//! One-shot download of the model artifact

use futures::StreamExt;
use herolens_core::{Error, Result};
use std::path::Path;
use tokio::io::AsyncWriteExt;

/// What [`ArtifactFetcher::ensure`] did
#[derive(Debug, Clone, Copy, PartialEq, Eq)]
pub enum FetchOutcome {
    /// The file was already on disk; no request was made
    Present,
    /// The file was downloaded
    Downloaded { bytes: u64 },
}

/// Downloads the model artifact if it is not already on disk
#[derive(Debug, Clone, Default)]
pub struct ArtifactFetcher {
    client: reqwest::Client,
}

impl ArtifactFetcher {
    /// Create a fetcher with a default HTTP client
    pub fn new() -> Self {
        Self::default()
    }

    /// Create a fetcher with a preconfigured HTTP client
    pub fn with_client(client: reqwest::Client) -> Self {
        Self { client }
    }

    /// Ensure `dest` exists, downloading `url` into it if it does not.
    ///
    /// Presence is the only check: the file is never re-validated. A failed
    /// download is not cleaned up, so a truncated file will count as present
    /// on the next call.
    pub async fn ensure(&self, url: &str, dest: &Path) -> Result<FetchOutcome> {
        if tokio::fs::try_exists(dest).await? {
            tracing::debug!("Artifact already present at {}", dest.display());
            return Ok(FetchOutcome::Present);
        }

        if let Some(parent) = dest.parent().filter(|p| !p.as_os_str().is_empty()) {
            tokio::fs::create_dir_all(parent).await?;
        }

        tracing::info!("Downloading artifact from {} to {}", url, dest.display());

        let response = self
            .client
            .get(url)
            .send()
            .await
            .map_err(|e| Error::fetch(format!("Failed to request {}: {}", url, e)))?;

        if !response.status().is_success() {
            return Err(Error::fetch(format!(
                "Failed to download {}: HTTP {}",
                url,
                response.status()
            )));
        }

        let mut file = tokio::fs::File::create(dest).await?;
        let mut stream = response.bytes_stream();
        let mut downloaded: u64 = 0;

        while let Some(chunk) = stream.next().await {
            let chunk = chunk.map_err(|e| Error::fetch(format!("Failed to read body of {}: {}", url, e)))?;
            file.write_all(&chunk).await?;
            downloaded += chunk.len() as u64;
        }
        file.flush().await?;

        tracing::info!("Downloaded {} bytes to {}", downloaded, dest.display());
        Ok(FetchOutcome::Downloaded { bytes: downloaded })
    }
}

/// Convenience wrapper around [`ArtifactFetcher::ensure`] with a default client
pub async fn ensure(url: &str, dest: &Path) -> Result<FetchOutcome> {
    ArtifactFetcher::new().ensure(url, dest).await
}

§

● **WHAT YOU NEED TO DO**
Note each line of the entries that has "chunk" in it, and copy those lines.

● **RESULT OF THIS EXERCISE**
        while let Some(chunk) = stream.next().await {
            let chunk = chunk.map_err(|e| Error::fetch(format!("Failed to read body of {}: {}", url, e)))?;
            file.write_all(&chunk).await?;
            downloaded += chunk.len() as u64;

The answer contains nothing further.